If the Fed stops buying Treasuries, then rates--already rising on the long end--will move decisively higher, bollixing the Central State's entire game plan of rescuing the insolvent banks and goosing a "recovery" with low interest rates and unlimited liquidity.


The Fed and Treasury are now boxed in by the ratchet effect. Any reduction in the Fed's unprecedented intervention, no matter how modest, will trigger an earthquake of uncertainty: the apparently "sticky" stability will slip in a dislocation.


The problem with expectations is also a reflection of the ratchet effect: they only go up.


Rather than adapt and evolve, the Central State and its proxy the Federal Reserve simply moved into a higher state of vulnerability. The global financial crisis which finally broke through all the Central State defenses in 2008 punctuated the illusory stasis/stability of the financial status quo. The opportunity to evolve was tossed aside in favor of extend and pretend, denial, and the transfer of risk and liabilities from the now-insolvent parasitic financial Elites to the taxpayers (profits were private, losses are now public).


In effect, the Fed moved into an even more precarious ecosystem, in which the "free markets" of stocks and bonds are now totally dependent on massive Fed manipulation to maintain their current stability. Yet the levels of Fed intervention are so enormous that they are inherently unstable. the illusory stability of the present has been purchased by increasing the systemic levels of instability.

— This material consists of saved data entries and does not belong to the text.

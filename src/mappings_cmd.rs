use anyhow::Result;
use itertools::Itertools;

use crate::{
    canonical::PLATFORM_FIELD,
    cli::MappingsArgs,
    mapping::{self, MappingTable},
    platform::Platform,
    table,
};

pub fn execute(args: &MappingsArgs) -> Result<()> {
    let mapping = MappingTable::lookup(args.platform, args.resource)?;
    let headers = ["field", "type", "candidates"].map(String::from).to_vec();
    table::print_table(&headers, &mapping_rows(&mapping));
    Ok(())
}

/// One row per output column, in output order. Candidates are listed in
/// resolution priority.
pub fn mapping_rows(mapping: &MappingTable) -> Vec<Vec<String>> {
    let schema = mapping.schema;
    let mut rows = vec![vec![
        PLATFORM_FIELD.to_string(),
        "text".to_string(),
        format!("(constant '{}')", mapping.platform),
    ]];
    for field in schema.fields {
        let candidates = mapping.candidates(field.name);
        let described = if candidates.is_empty() {
            "(default)".to_string()
        } else {
            candidates.iter().map(|c| c.describe()).join(" > ")
        };
        rows.push(vec![
            field.name.to_string(),
            field.field_type.to_string(),
            described,
        ]);
    }
    for metric in schema.derived {
        rows.push(vec![
            metric.name().to_string(),
            metric.output_type().to_string(),
            format!("= {}", metric.describe()),
        ]);
    }
    rows
}

pub fn execute_platforms() -> Result<()> {
    let headers = ["platform", "kind", "resources"].map(String::from).to_vec();
    table::print_table(&headers, &platform_rows());
    Ok(())
}

pub fn platform_rows() -> Vec<Vec<String>> {
    let pairs = mapping::supported_pairs();
    Platform::ALL
        .iter()
        .map(|platform| {
            let resources = pairs
                .iter()
                .filter(|(p, _)| p == platform)
                .map(|(_, resource)| resource.as_str())
                .join(", ");
            vec![
                platform.to_string(),
                platform.kind().to_string(),
                resources,
            ]
        })
        .collect()
}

Add these factors up and predicting the Fed's next round of "Quantitative Easing" (QE3) will "disappoint" expectations is easy. The reason is straightforward: the only way the Fed can avoid disappointing lofty expectations is to ratchet up its fiat creation/market manipulations another tooth. Even keeping QE3 the same size as QE2 will "disappoint" those who fear it isn't enough to "stimulate self-sustaining growth" (i.e., an economy which doesn't depend on borrowing 11% of GDP every year and the monetiziation of 2/3 of all new Federal debt via Fed purchases).


Political resistance to the Fed's headlong gallop into the box canyon of monetization and stock market manipulation is rising. The Fed's policies have enriched the top 10%--those who directly own enough stocks to experience a "wealth effect"--and enabled Wall Street to gorge on "free money profits" unleashed by the Fed's diversion of national income to the banks via zero interest rates. But politicos are increasingly aware that the Fed's lifeboats have only saved these Elites, while the passengers in steerage--the bottom 80%--are watching the Titanic sink lower in the water from the tilting deck.

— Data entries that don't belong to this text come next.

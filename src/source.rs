//! Source tables handed over by a table provider.
//!
//! Rows are JSON-like maps. Nested objects from JSON exports are kept under
//! their own key and also flattened into dotted keys (`metrics.clicks`), so a
//! mapping table can name either form.

use std::{collections::HashSet, io::Read};

use anyhow::{Context, Result, anyhow};
use encoding_rs::Encoding;
use heck::ToSnakeCase;
use log::debug;
use serde_json::{Map, Value as JsonValue};

use crate::io_utils;

pub type Row = Map<String, JsonValue>;

#[derive(Debug, Clone, Default, PartialEq)]
pub struct SourceTable {
    headers: Vec<String>,
    rows: Vec<Row>,
}

impl SourceTable {
    /// Builds a table from declared headers plus rows. Keys found only in rows
    /// are appended to the header list in order of first appearance.
    pub fn new(headers: Vec<String>, rows: Vec<Row>) -> Self {
        let mut seen = HashSet::new();
        let mut merged = Vec::with_capacity(headers.len());
        for header in headers {
            if seen.insert(header.clone()) {
                merged.push(header);
            }
        }
        for row in &rows {
            for key in row.keys() {
                if !seen.contains(key) {
                    seen.insert(key.clone());
                    merged.push(key.clone());
                }
            }
        }
        Self {
            headers: merged,
            rows,
        }
    }

    pub fn from_rows(rows: Vec<Row>) -> Self {
        Self::new(Vec::new(), rows)
    }

    pub fn headers(&self) -> &[String] {
        &self.headers
    }

    pub fn rows(&self) -> &[Row] {
        &self.rows
    }

    pub fn len(&self) -> usize {
        self.rows.len()
    }

    pub fn is_empty(&self) -> bool {
        self.rows.is_empty()
    }

    /// Column set used by the resolver.
    pub fn column_set(&self) -> HashSet<&str> {
        self.headers.iter().map(String::as_str).collect()
    }

    /// Rewrites every header to snake_case. When two headers collapse onto the
    /// same name the first one keeps it and the later column is dropped.
    pub fn normalize_headers(self) -> Self {
        let renamed = self
            .headers
            .iter()
            .map(|header| (header.clone(), header.to_snake_case()))
            .collect::<Vec<_>>();
        let mut kept = HashSet::new();
        let mut headers = Vec::with_capacity(renamed.len());
        let mut mapping = Vec::with_capacity(renamed.len());
        for (original, snake) in renamed {
            if kept.insert(snake.clone()) {
                headers.push(snake.clone());
                mapping.push((original, snake));
            } else {
                debug!("Dropping column '{original}': '{snake}' already taken");
            }
        }
        let rows = self
            .rows
            .into_iter()
            .map(|mut row| {
                let mut normalized = Map::new();
                for (original, snake) in &mapping {
                    if let Some(value) = row.remove(original) {
                        normalized.insert(snake.clone(), value);
                    }
                }
                normalized
            })
            .collect();
        Self { headers, rows }
    }

    /// Reads a delimited file. Every cell arrives as a string; empty cells are
    /// left as empty strings and treated as nulls by the coercer.
    pub fn from_csv_reader<R: Read>(
        reader: R,
        delimiter: u8,
        encoding: &'static Encoding,
    ) -> Result<Self> {
        let mut reader = io_utils::open_csv_reader(reader, delimiter, true);
        let headers = io_utils::reader_headers(&mut reader, encoding)?;
        let mut rows = Vec::new();
        let mut record = csv::ByteRecord::new();
        while reader
            .read_byte_record(&mut record)
            .context("Reading CSV record")?
        {
            let cells = io_utils::decode_record(&record, encoding)?;
            let mut row = Map::new();
            for (header, cell) in headers.iter().zip(cells) {
                if !row.contains_key(header) {
                    row.insert(header.clone(), JsonValue::String(cell));
                }
            }
            rows.push(row);
        }
        Ok(Self::new(headers, rows))
    }

    /// Accepts a JSON array of objects, a single object, or an object with a
    /// `data`, `results` or `records` array (common API envelope shapes).
    pub fn from_json_str(text: &str) -> Result<Self> {
        let parsed: JsonValue = serde_json::from_str(text).context("Parsing JSON input")?;
        let records = match parsed {
            JsonValue::Array(items) => items,
            JsonValue::Object(mut object) => {
                match ["data", "results", "records"]
                    .into_iter()
                    .find(|key| matches!(object.get(*key), Some(JsonValue::Array(_))))
                {
                    Some(key) => match object.remove(key) {
                        Some(JsonValue::Array(items)) => items,
                        _ => Vec::new(),
                    },
                    None => vec![JsonValue::Object(object)],
                }
            }
            other => return Err(anyhow!("Expected a JSON array or object, found {other}")),
        };
        let rows = records
            .into_iter()
            .enumerate()
            .map(|(idx, record)| match record {
                JsonValue::Object(object) => Ok(flatten_object(object)),
                other => Err(anyhow!("Record {} is not a JSON object: {other}", idx + 1)),
            })
            .collect::<Result<Vec<_>>>()?;
        Ok(Self::from_rows(rows))
    }

    /// One JSON object per line; blank lines are skipped.
    pub fn from_ndjson_str(text: &str) -> Result<Self> {
        let mut rows = Vec::new();
        for (idx, line) in text.lines().enumerate() {
            let trimmed = line.trim();
            if trimmed.is_empty() {
                continue;
            }
            let parsed: JsonValue = serde_json::from_str(trimmed)
                .with_context(|| format!("Parsing NDJSON line {}", idx + 1))?;
            match parsed {
                JsonValue::Object(object) => rows.push(flatten_object(object)),
                other => return Err(anyhow!("Line {} is not a JSON object: {other}", idx + 1)),
            }
        }
        Ok(Self::from_rows(rows))
    }
}

/// Flattens nested objects into dotted keys while keeping each nested object
/// under its own key too.
pub fn flatten_object(object: Map<String, JsonValue>) -> Row {
    let mut flat = Map::new();
    flatten_into(&mut flat, None, object);
    flat
}

fn flatten_into(flat: &mut Row, prefix: Option<&str>, object: Map<String, JsonValue>) {
    for (key, value) in object {
        let name = match prefix {
            Some(prefix) => format!("{prefix}.{key}"),
            None => key,
        };
        if let JsonValue::Object(children) = &value {
            flatten_into(flat, Some(&name), children.clone());
        }
        flat.entry(name).or_insert(value);
    }
}
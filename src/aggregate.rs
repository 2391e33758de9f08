//! Grouped roll-up of a canonical frame.
//!
//! Count and money columns are summed. Every other column keeps the first
//! non-null value seen in the group, which is lossy for fields that vary
//! within a group. Derived columns must be recomputed by the caller.

use std::collections::BTreeMap;

use itertools::Itertools;
use log::{info, warn};

use crate::{
    data::{ComparableValue, Value},
    frame::{CanonicalFrame, CanonicalRow},
};

/// Group keys that carry at least one non-null value. Keys missing from the
/// frame or null on every row are dropped.
pub fn effective_keys(frame: &CanonicalFrame, group_keys: &[String]) -> Vec<usize> {
    group_keys
        .iter()
        .unique()
        .filter_map(|key| {
            let Some(idx) = frame.column_index(key) else {
                warn!("Group key '{key}' is not a frame column; ignoring");
                return None;
            };
            if frame.column_values(idx).all(|value| value.is_none()) {
                info!("Group key '{key}' is null on every row; dropping it from the grouping");
                None
            } else {
                Some(idx)
            }
        })
        .collect()
}

pub fn aggregate(frame: &CanonicalFrame, group_keys: &[String]) -> CanonicalFrame {
    let keys = effective_keys(frame, group_keys);
    let additive = frame
        .columns
        .iter()
        .map(|column| column.field_type.is_some_and(|t| t.is_additive()))
        .collect::<Vec<_>>();

    let mut positions: BTreeMap<Vec<ComparableValue>, usize> = BTreeMap::new();
    let mut groups: Vec<CanonicalRow> = Vec::new();
    for row in &frame.rows {
        let key = keys
            .iter()
            .map(|idx| ComparableValue(row[*idx].clone()))
            .collect::<Vec<_>>();
        match positions.get(&key) {
            Some(&position) => merge_into(&mut groups[position], row, &additive),
            None => {
                positions.insert(key, groups.len());
                groups.push(row.clone());
            }
        }
    }

    info!(
        "Aggregated {} row(s) into {} group(s) over {} key(s)",
        frame.rows.len(),
        groups.len(),
        keys.len()
    );
    CanonicalFrame {
        columns: frame.columns.clone(),
        rows: groups,
    }
}

fn merge_into(target: &mut CanonicalRow, row: &CanonicalRow, additive: &[bool]) {
    for (idx, cell) in row.iter().enumerate() {
        if additive[idx] {
            target[idx] = add(target[idx].take(), cell.as_ref());
        } else if target[idx].is_none() {
            target[idx] = cell.clone();
        }
    }
}

fn add(total: Option<Value>, value: Option<&Value>) -> Option<Value> {
    match (total, value) {
        (total, None) => total,
        (None, Some(value)) => Some(value.clone()),
        (Some(Value::Integer(a)), Some(Value::Integer(b))) => Some(match a.checked_add(*b) {
            Some(sum) => Value::Integer(sum),
            None => Value::Float(a as f64 + *b as f64),
        }),
        (Some(total), Some(value)) => match (total.as_f64(), value.as_f64()) {
            (Some(a), Some(b)) => Some(Value::Float(a + b)),
            _ => Some(total),
        },
    }
}

#[cfg(test)]
mod tests {
    use chrono::NaiveDate;

    use super::*;
    use crate::canonical::AD_SPEND;

    fn frame_with(rows: &[(&str, Option<&str>, f64, i64)]) -> CanonicalFrame {
        let mut frame = CanonicalFrame::empty(&AD_SPEND);
        frame.push_null_rows(rows.len());
        let date = frame.column_index("date").unwrap();
        let campaign = frame.column_index("campaign_id").unwrap();
        let spend = frame.column_index("spend").unwrap();
        let clicks = frame.column_index("clicks").unwrap();
        for (row, (day, campaign_id, amount, count)) in frame.rows.iter_mut().zip(rows) {
            row[0] = Some(Value::String("google_ads".into()));
            row[date] = Some(Value::Date(NaiveDate::parse_from_str(day, "%Y-%m-%d").unwrap()));
            row[campaign] = campaign_id.map(|id| Value::String(id.to_string()));
            row[spend] = Some(Value::Float(*amount));
            row[clicks] = Some(Value::Integer(*count));
        }
        frame
    }

    fn keys() -> Vec<String> {
        ["date", "platform", "campaign_id"]
            .iter()
            .map(|s| s.to_string())
            .collect()
    }

    #[test]
    fn sums_additive_fields_per_group() {
        let frame = frame_with(&[
            ("2024-01-01", Some("c1"), 10.0, 1),
            ("2024-01-01", Some("c1"), 15.0, 2),
            ("2024-01-02", Some("c1"), 1.0, 3),
        ]);
        let rolled = aggregate(&frame, &keys());
        assert_eq!(rolled.len(), 2);
        assert_eq!(rolled.value(0, "spend"), Some(&Value::Float(25.0)));
        assert_eq!(rolled.value(0, "clicks"), Some(&Value::Integer(3)));
        assert_eq!(rolled.value(1, "spend"), Some(&Value::Float(1.0)));
    }

    #[test]
    fn all_null_keys_are_dropped_and_partial_nulls_bucket_together() {
        let frame = frame_with(&[
            ("2024-01-01", None, 1.0, 1),
            ("2024-01-01", None, 2.0, 1),
        ]);
        assert_eq!(effective_keys(&frame, &keys()).len(), 2);
        assert_eq!(aggregate(&frame, &keys()).len(), 1);

        let frame = frame_with(&[
            ("2024-01-01", Some("c1"), 1.0, 1),
            ("2024-01-01", None, 2.0, 1),
            ("2024-01-01", None, 4.0, 1),
        ]);
        let rolled = aggregate(&frame, &keys());
        assert_eq!(rolled.len(), 2);
        assert_eq!(rolled.value(1, "campaign_id"), None);
        assert_eq!(rolled.value(1, "spend"), Some(&Value::Float(6.0)));
    }

    #[test]
    fn groups_keep_first_appearance_order() {
        let frame = frame_with(&[
            ("2024-01-03", Some("b"), 1.0, 1),
            ("2024-01-01", Some("a"), 1.0, 1),
            ("2024-01-03", Some("b"), 1.0, 1),
        ]);
        let rolled = aggregate(&frame, &keys());
        assert_eq!(rolled.value(0, "campaign_id"), Some(&Value::String("b".into())));
        assert_eq!(rolled.value(1, "campaign_id"), Some(&Value::String("a".into())));
    }
}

The Fed is boxed in: by expectations of continued massive intervention and by political pressure to cease or curtail these very same interventions.

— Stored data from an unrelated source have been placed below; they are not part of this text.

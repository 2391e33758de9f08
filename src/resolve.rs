//! Field resolution.
//!
//! For each canonical field the resolver picks at most one source column:
//! a configured override when the source has it, otherwise the first
//! candidate present in the source. Nothing found means the default filler
//! takes over.

use std::collections::{BTreeMap, HashSet};

use log::{debug, warn};

use crate::{
    mapping::{Candidate, MappingTable, ValueTransform},
    source::SourceTable,
};

#[derive(Debug, Clone, PartialEq, Eq)]
pub struct ResolvedColumn {
    pub column: String,
    pub transform: Option<ValueTransform>,
    pub via_override: bool,
}

/// First-match-wins resolution of one canonical field.
///
/// An override that names a column missing from the source is ignored. When
/// the override column is also one of the candidates, that candidate's value
/// transform still applies.
pub fn resolve(
    field: &str,
    candidates: &[Candidate],
    source_columns: &HashSet<&str>,
    override_column: Option<&str>,
) -> Option<ResolvedColumn> {
    if let Some(column) = override_column {
        if source_columns.contains(column) {
            let transform = candidates
                .iter()
                .find(|candidate| candidate.column == column)
                .and_then(|candidate| candidate.transform);
            return Some(ResolvedColumn {
                column: column.to_string(),
                transform,
                via_override: true,
            });
        }
        warn!("Override for '{field}' names column '{column}' which is not in the source; ignoring");
    }
    candidates
        .iter()
        .find(|candidate| source_columns.contains(candidate.column))
        .map(|candidate| ResolvedColumn {
            column: candidate.column.to_string(),
            transform: candidate.transform,
            via_override: false,
        })
}

/// Resolution of every canonical field of a mapping table, in schema order.
#[derive(Debug, Clone, Default)]
pub struct Resolution {
    entries: Vec<(&'static str, Option<ResolvedColumn>)>,
}

impl Resolution {
    pub fn column_for(&self, field: &str) -> Option<&ResolvedColumn> {
        self.entries
            .iter()
            .find(|(name, _)| *name == field)
            .and_then(|(_, resolved)| resolved.as_ref())
    }

    pub fn is_resolved(&self, field: &str) -> bool {
        self.column_for(field).is_some()
    }

    pub fn unresolved(&self) -> Vec<&'static str> {
        self.entries
            .iter()
            .filter(|(_, resolved)| resolved.is_none())
            .map(|(name, _)| *name)
            .collect()
    }

    /// Canonical field → source column, for resolved fields only.
    pub fn source_map(&self) -> BTreeMap<String, String> {
        self.entries
            .iter()
            .filter_map(|(name, resolved)| {
                resolved
                    .as_ref()
                    .map(|r| (name.to_string(), r.column.clone()))
            })
            .collect()
    }
}

pub fn resolve_table(
    table: &MappingTable,
    source: &SourceTable,
    overrides: &BTreeMap<String, String>,
) -> Resolution {
    let columns = source.column_set();
    let entries = table
        .schema
        .fields
        .iter()
        .map(|field| {
            let resolved = resolve(
                field.name,
                table.candidates(field.name),
                &columns,
                overrides.get(field.name).map(String::as_str),
            );
            match &resolved {
                Some(r) => debug!(
                    "{}: '{}' <- '{}'{}",
                    table.platform,
                    field.name,
                    r.column,
                    if r.via_override { " (override)" } else { "" }
                ),
                None => debug!("{}: '{}' unresolved", table.platform, field.name),
            }
            (field.name, resolved)
        })
        .collect();
    Resolution { entries }
}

Ironically, if the Fed flouts political pressure and ramps up its manipulations via a monumental QE3 program, that may well disrupt the markets as much as a policy of diminished intervention, for the markets would soon grasp that the Fed would be guaranteeing a political firestorm of resistance if the Fed's manipulations didn't spark a hiring/jobs boom by the 2012 election season.


And we all know the Fed's QE3 will not spark a hiring boom, for the Fed's policies are designed to serve one goal: preserve and enrich the financial sector's Elites. Now that they're safely in the lifeboats, the failure of the Fed's policies to "trickle down" to the steerage passengers is increasingly evident.


Recapitalizing the "too big to fail" banks has not yet been accomplished, despite the Fed's gargantuan channeling of national income into Wall Street and the TBTF banks. So the Fed is triply boxed in: its unprecedented efforts to recapitalize the TBTF banks and restore Wall Street's swollen profits are only partially complete, yet it is already encountering stiff political resistance.


Even worse, the interventions have had to be ratcheted up to maintain their effect, akin to an addiction or insulin resistance. The vulnerabilities have not been erased, they've only been masked. The pressures on the financial faults beneath our feet are increasing, and the tremors will soon give way to sudden dislocations of expectations, risk and price.